• [Task goal] Output all of the entries exactly as they are given.

[Data excerpts — start]

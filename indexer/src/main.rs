use anyhow::Result;
use clap::{Parser, Subcommand};
use linkcorpus::config::{IndexConfig, MIN_FRAGMENT_LEN};
use linkcorpus::persist::{meta_for, save_index, save_meta, save_phrase_counts, SnapshotPaths};
use linkcorpus::{build_index, read_links, InvertedIndex, Library, PhraseCounts};
use std::io;
use std::path::{Path, PathBuf};
use std::time::Duration;
use tracing_subscriber::{fmt, EnvFilter};

#[derive(Parser)]
#[command(name = "indexer")]
#[command(about = "Build the phrase index over the documents a link dataset touches", long_about = None)]
struct Cli {
    #[command(subcommand)]
    command: Commands,
}

#[derive(Subcommand)]
enum Commands {
    /// Index every source and target document of a link dataset
    Build {
        /// Link dataset (TSV written by the extractor)
        #[arg(long)]
        links: PathBuf,
        /// Directory holding the docsets the links point into
        #[arg(long)]
        archives: PathBuf,
        /// Snapshot directory (defaults to the links file's directory)
        #[arg(long)]
        output: Option<PathBuf>,
        /// Stop starting new documents after this many seconds
        #[arg(long)]
        time_limit_secs: Option<u64>,
        /// Worker threads (0 = one per core)
        #[arg(long, default_value_t = 0)]
        threads: usize,
        /// Shortest alphabetic fragment that gets its own entry
        #[arg(long, default_value_t = MIN_FRAGMENT_LEN)]
        min_fragment_len: usize,
    },
}

fn main() -> Result<()> {
    fmt().with_writer(io::stderr).with_env_filter(EnvFilter::from_default_env()).init();
    let cli = Cli::parse();

    match cli.command {
        Commands::Build { links, archives, output, time_limit_secs, threads, min_fragment_len } => {
            let config = IndexConfig { min_fragment_len, time_limit: time_limit_secs.map(Duration::from_secs) };
            let output = output.unwrap_or_else(|| links.parent().map(Path::to_path_buf).unwrap_or_default());
            build(&links, &archives, &output, threads, &config)
        }
    }
}

fn build(links_path: &Path, archives: &Path, output: &Path, threads: usize, config: &IndexConfig) -> Result<()> {
    let links = read_links(links_path)?;
    tracing::info!(links = links.len(), path = %links_path.display(), "link dataset loaded");

    let library = Library::new(archives);
    let pool = rayon::ThreadPoolBuilder::new().num_threads(threads).build()?;
    let (index, counts, report) = pool.install(|| build_index(&links, &library, config));

    for (phrase, docs) in index.top_phrases(50) {
        tracing::info!(phrase, docs, "top phrase");
    }
    tracing::info!(phrases = index.len(), counters = counts.len(), "index sizes");

    let stem = links_path.file_stem().and_then(|s| s.to_str()).unwrap_or("links");
    let paths = SnapshotPaths::now(output, stem);
    if let Err(err) = persist(&paths, &index, &counts, report.documents) {
        tracing::error!(error = %err, dir = %output.display(), "FAILED to write index snapshot");
    }

    eprintln!(
        "done: documents={} failed={} abandoned={} phrases={} elapsed_ms={}",
        report.documents,
        report.failed,
        report.abandoned,
        index.len(),
        report.elapsed.as_millis()
    );
    Ok(())
}

fn persist(paths: &SnapshotPaths, index: &InvertedIndex, counts: &PhraseCounts, documents: usize) -> Result<()> {
    let index_path = save_index(paths, index)?;
    let phrases_path = save_phrase_counts(paths, counts)?;
    save_meta(paths, &meta_for(index, counts, documents))?;
    tracing::info!(index = %index_path.display(), phrases = %phrases_path.display(), "index snapshot written");
    Ok(())
}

[Data excerpts — finish]

• [Output below]
filename indexer/src/main.rs
use anyhow::Result;
use clap::{Parser, Subcommand};
use linkcorpus::config::{IndexConfig, MIN_FRAGMENT_LEN};
use linkcorpus::persist::{meta_for, save_index, save_meta, save_phrase_counts, SnapshotPaths};
use linkcorpus::{build_index, read_links, InvertedIndex, Library, PhraseCounts};
use std::io;
use std::path::{Path, PathBuf};
use std::time::Duration;
use tracing_subscriber::{fmt, EnvFilter};

#[derive(Parser)]
#[command(name = "indexer")]
#[command(about = "Build the phrase index over the documents a link dataset touches", long_about = None)]
struct Cli {
    #[command(subcommand)]
    command: Commands,
}

#[derive(Subcommand)]
enum Commands {
    /// Index every source and target document of a link dataset
    Build {
        /// Link dataset (TSV written by the extractor)
        #[arg(long)]
        links: PathBuf,
        /// Directory holding the docsets the links point into
        #[arg(long)]
        archives: PathBuf,
        /// Snapshot directory (defaults to the links file's directory)
        #[arg(long)]
        output: Option<PathBuf>,
        /// Stop starting new documents after this many seconds
        #[arg(long)]
        time_limit_secs: Option<u64>,
        /// Worker threads (0 = one per core)
        #[arg(long, default_value_t = 0)]
        threads: usize,
        /// Shortest alphabetic fragment that gets its own entry
        #[arg(long, default_value_t = MIN_FRAGMENT_LEN)]
        min_fragment_len: usize,
    },
}

fn main() -> Result<()> {
    fmt().with_writer(io::stderr).with_env_filter(EnvFilter::from_default_env()).init();
    let cli = Cli::parse();

    match cli.command {
        Commands::Build { links, archives, output, time_limit_secs, threads, min_fragment_len } => {
            let config = IndexConfig { min_fragment_len, time_limit: time_limit_secs.map(Duration::from_secs) };
            let output = output.unwrap_or_else(|| links.parent().map(Path::to_path_buf).unwrap_or_default());
            build(&links, &archives, &output, threads, &config)
        }
    }
}

fn build(links_path: &Path, archives: &Path, output: &Path, threads: usize, config: &IndexConfig) -> Result<()> {
    let links = read_links(links_path)?;
    tracing::info!(links = links.len(), path = %links_path.display(), "link dataset loaded");

    let library = Library::new(archives);
    let pool = rayon::ThreadPoolBuilder::new().num_threads(threads).build()?;
    let (index, counts, report) = pool.install(|| build_index(&links, &library, config));

    for (phrase, docs) in index.top_phrases(50) {
        tracing::info!(phrase, docs, "top phrase");
    }
    tracing::info!(phrases = index.len(), counters = counts.len(), "index sizes");

    let stem = links_path.file_stem().and_then(|s| s.to_str()).unwrap_or("links");
    let paths = SnapshotPaths::now(output, stem);
    if let Err(err) = persist(&paths, &index, &counts, report.documents) {
        tracing::error!(error = %err, dir = %output.display(), "FAILED to write index snapshot");
    }

    eprintln!(
        "done: documents={} failed={} abandoned={} phrases={} elapsed_ms={}",
        report.documents,
        report.failed,
        report.abandoned,
        index.len(),
        report.elapsed.as_millis()
    );
    Ok(())
}

fn persist(paths: &SnapshotPaths, index: &InvertedIndex, counts: &PhraseCounts, documents: usize) -> Result<()> {
    let index_path = save_index(paths, index)?;
    let phrases_path = save_phrase_counts(paths, counts)?;
    save_meta(paths, &meta_for(index, counts, documents))?;
    tracing::info!(index = %index_path.display(), phrases = %phrases_path.display(), "index snapshot written");
    Ok(())
}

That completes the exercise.